Editor, Daily Nexus:

The UCSB Center for Middle East Studies is to be praised for bringing Dr. Hanan Ashrawi to campus, an articulate and passionate advocate of the Palestinian cause. Her speech on Sunday not only detailed the grievances of the Palestinian people under Israeli occupation but was even-handed in its criticism of mismanagement and corruption on the part of the Palestinian authority. UCSB students should also be commended for the warm greeting they gave Dr. Ashrawi, despite the divisive nature of the Israeli-Palestinian conflict.

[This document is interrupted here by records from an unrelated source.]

//! Application configuration for assetenrich.
//!
//! User config lives at `~/.assetenrich/assetenrich.toml`.
//! CLI flags override config file values, which override defaults.

use std::path::{Path, PathBuf};
use std::time::Duration;

use serde::{Deserialize, Serialize};
use url::Url;

use crate::date::{DEFAULT_PREFIXES, DateNormalizer};
use crate::error::{EnrichError, Result};

/// Default configuration file name.
const CONFIG_FILE_NAME: &str = "assetenrich.toml";

/// Default config directory name under the user's home.
const CONFIG_DIR_NAME: &str = ".assetenrich";

/// Placeholder substituted with the lookup key in `lookup.url_template`.
pub const KEY_PLACEHOLDER: &str = "{key}";

// ---------------------------------------------------------------------------
// Config structs (matching assetenrich.toml schema)
// ---------------------------------------------------------------------------

/// Top-level application config, deserialized from TOML.
#[derive(Debug, Clone, Default, Serialize, Deserialize)]
pub struct AppConfig {
    /// Batch defaults.
    #[serde(default)]
    pub defaults: DefaultsConfig,

    /// Input spreadsheet layout and filter.
    #[serde(default)]
    pub source: SourceConfig,

    /// Lookup provider settings.
    #[serde(default)]
    pub lookup: LookupConfig,
}

/// `[defaults]` section.
#[derive(Debug, Clone, Serialize, Deserialize)]
pub struct DefaultsConfig {
    /// Number of concurrent lookup workers.
    #[serde(default = "default_pool_size")]
    pub pool_size: usize,

    /// Per-lookup timeout in seconds.
    #[serde(default = "default_lookup_timeout_secs")]
    pub lookup_timeout_secs: u64,

    /// JSON checkpoint written after each batch.
    #[serde(default = "default_checkpoint_path")]
    pub checkpoint_path: String,

    /// Append-only failure log.
    #[serde(default = "default_failure_log_path")]
    pub failure_log_path: String,
}

impl Default for DefaultsConfig {
    fn default() -> Self {
        Self {
            pool_size: default_pool_size(),
            lookup_timeout_secs: default_lookup_timeout_secs(),
            checkpoint_path: default_checkpoint_path(),
            failure_log_path: default_failure_log_path(),
        }
    }
}

fn default_pool_size() -> usize {
    5
}
fn default_lookup_timeout_secs() -> u64 {
    30
}
fn default_checkpoint_path() -> String {
    "records.json".into()
}
fn default_failure_log_path() -> String {
    "error.log".into()
}

/// `[source]` section.
#[derive(Debug, Clone, Serialize, Deserialize)]
pub struct SourceConfig {
    /// Column used to select which rows are enriched.
    #[serde(default = "default_category_column")]
    pub category_column: String,

    /// Case-insensitive substring the category column must contain.
    #[serde(default = "default_category")]
    pub category: String,

    /// Column holding the asset id.
    #[serde(default = "default_identity_column")]
    pub identity_column: String,

    /// Column holding the serial number.
    #[serde(default = "default_lookup_key_column")]
    pub lookup_key_column: String,
}

impl Default for SourceConfig {
    fn default() -> Self {
        Self {
            category_column: default_category_column(),
            category: default_category(),
            identity_column: default_identity_column(),
            lookup_key_column: default_lookup_key_column(),
        }
    }
}

fn default_category_column() -> String {
    "Manufacturer".into()
}
fn default_category() -> String {
    "Dell".into()
}
fn default_identity_column() -> String {
    "Asset ID".into()
}
fn default_lookup_key_column() -> String {
    "Serial number".into()
}

/// `[lookup]` section.
#[derive(Debug, Clone, Serialize, Deserialize)]
pub struct LookupConfig {
    /// Page URL; `{key}` is replaced with the serial number.
    #[serde(default = "default_url_template")]
    pub url_template: String,

    /// CSS selector of the element holding the warranty date.
    #[serde(default = "default_selector")]
    pub selector: String,

    /// Status words stripped from the scraped text before parsing.
    #[serde(default = "default_strip_prefixes")]
    pub strip_prefixes: Vec<String>,
}

impl Default for LookupConfig {
    fn default() -> Self {
        Self {
            url_template: default_url_template(),
            selector: default_selector(),
            strip_prefixes: default_strip_prefixes(),
        }
    }
}

fn default_url_template() -> String {
    "https://www.dell.com/support/productsmfe/en-us/productdetails?selection={key}\
     &assettype=svctag&appname=warranty&inccomponents=false&isolated=false"
        .into()
}
fn default_selector() -> String {
    "#ps-inlineWarranty p".into()
}
fn default_strip_prefixes() -> Vec<String> {
    DEFAULT_PREFIXES.iter().map(|p| p.to_string()).collect()
}

impl LookupConfig {
    /// Date normalizer configured with this section's prefixes.
    pub fn normalizer(&self) -> DateNormalizer {
        DateNormalizer::new(self.strip_prefixes.iter().cloned())
    }

    /// Resolve the lookup URL for a key.
    pub fn url_for(&self, key: &str) -> Result<Url> {
        let raw = self.url_template.replace(KEY_PLACEHOLDER, key);
        Url::parse(&raw).map_err(|e| EnrichError::lookup(key, format!("invalid lookup URL {raw}: {e}")))
    }
}

// ---------------------------------------------------------------------------
// Batch config (runtime, merged from config + CLI flags)
// ---------------------------------------------------------------------------

/// Runtime batch configuration, merged from the config file and CLI flags.
#[derive(Debug, Clone)]
pub struct BatchConfig {
    /// Number of concurrent lookup workers.
    pub pool_size: usize,
    /// Upper bound on a single lookup.
    pub lookup_timeout: Duration,
    /// JSON checkpoint path.
    pub checkpoint_path: PathBuf,
    /// Failure log path.
    pub failure_log_path: PathBuf,
}

impl From<&AppConfig> for BatchConfig {
    fn from(config: &AppConfig) -> Self {
        Self {
            pool_size: config.defaults.pool_size,
            lookup_timeout: Duration::from_secs(config.defaults.lookup_timeout_secs),
            checkpoint_path: PathBuf::from(&config.defaults.checkpoint_path),
            failure_log_path: PathBuf::from(&config.defaults.failure_log_path),
        }
    }
}

// ---------------------------------------------------------------------------
// Config loading
// ---------------------------------------------------------------------------

/// Get the path to the config directory (`~/.assetenrich/`).
pub fn config_dir() -> Result<PathBuf> {
    let home =
        dirs::home_dir().ok_or_else(|| EnrichError::config("could not determine home directory"))?;
    Ok(home.join(CONFIG_DIR_NAME))
}

/// Get the path to the config file (`~/.assetenrich/assetenrich.toml`).
pub fn config_file_path() -> Result<PathBuf> {
    Ok(config_dir()?.join(CONFIG_FILE_NAME))
}

/// Load the application config from disk. Returns defaults if the file does not exist.
pub fn load_config() -> Result<AppConfig> {
    let path = config_file_path()?;

    if !path.exists() {
        tracing::debug!(?path, "config file not found, using defaults");
        return Ok(AppConfig::default());
    }

    load_config_from(&path)
}

/// Load the application config from a specific file path.
pub fn load_config_from(path: &Path) -> Result<AppConfig> {
    let content = std::fs::read_to_string(path).map_err(|e| EnrichError::io(path, e))?;

    let config: AppConfig = toml::from_str(&content)
        .map_err(|e| EnrichError::config(format!("failed to parse {}: {e}", path.display())))?;
    validate_config(&config)?;
    Ok(config)
}

/// Create the config directory and write a default config file.
/// Returns the path to the created file.
pub fn init_config() -> Result<PathBuf> {
    let dir = config_dir()?;
    std::fs::create_dir_all(&dir).map_err(|e| EnrichError::io(&dir, e))?;

    let path = dir.join(CONFIG_FILE_NAME);
    let config = AppConfig::default();
    let content =
        toml::to_string_pretty(&config).map_err(|e| EnrichError::config(e.to_string()))?;

    std::fs::write(&path, content).map_err(|e| EnrichError::io(&path, e))?;
    tracing::info!(?path, "created default config file");

    Ok(path)
}

/// Reject configurations the batch cannot run with.
pub fn validate_config(config: &AppConfig) -> Result<()> {
    if config.defaults.pool_size == 0 {
        return Err(EnrichError::config("defaults.pool_size must be at least 1"));
    }
    if config.defaults.lookup_timeout_secs == 0 {
        return Err(EnrichError::config(
            "defaults.lookup_timeout_secs must be at least 1",
        ));
    }
    if !config.lookup.url_template.contains(KEY_PLACEHOLDER) {
        return Err(EnrichError::config(format!(
            "lookup.url_template must contain {KEY_PLACEHOLDER}"
        )));
    }
    if config.lookup.selector.trim().is_empty() {
        return Err(EnrichError::config("lookup.selector must not be empty"));
    }
    Ok(())
}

The only dark spot was the inflammatory claim by a member of the audience that Palestinians are “baby killers.” This was in reference to a 10-month-old baby that was killed by sniper fire in the Jewish enclave in the heart of the Palestinian city of Hebron. While this is certainly a tragic event that should sadden us all, there is a troubling amount of racism inherent in such epithets that seem to place Israeli suffering ahead of the regular suffering of the Palestinians who live under their rule.

If infants and young children injured or killed in the line of crossfire are to be used to label an entire people as inhuman barbarians, then let us look at the entire picture. Ten-month-old Shalhevet Pas, the above-mentioned infant, was the third Israeli child under the age of 16 killed since the outbreak of violence last September. Yet there seems to be relatively little moral outrage about the death of Ahmed Al-Assar, a 15-year-old who was shot in the chest while walking to school this past week. He was not the third innocent young Palestinian to die in the current round of violence – he was the 72nd.

Israeli occupation apologists claim that there is such a high level of Palestinian casualties because Yasser Arafat’s government has been paying Palestinian mothers and fathers to send their children into harm’s way. Such a racist cynicism has a dehumanizing effect and is yet another way to blame the victims for their predicament.

The point is not to portray Israelis as baby or child killers either, but to point out that the death of ANY child, let alone innocent people in general, is part of the collective tragedy of a misguided occupation of the West Bank and Gaza Strip. Such a tragedy will not be resolved by finger-pointing or racist epithets, and, thankfully, Dr. Ashrawi represents the moderate tone of discourse that will ultimately be the key to ending the bloodshed in Israel and especially in the occupied territories.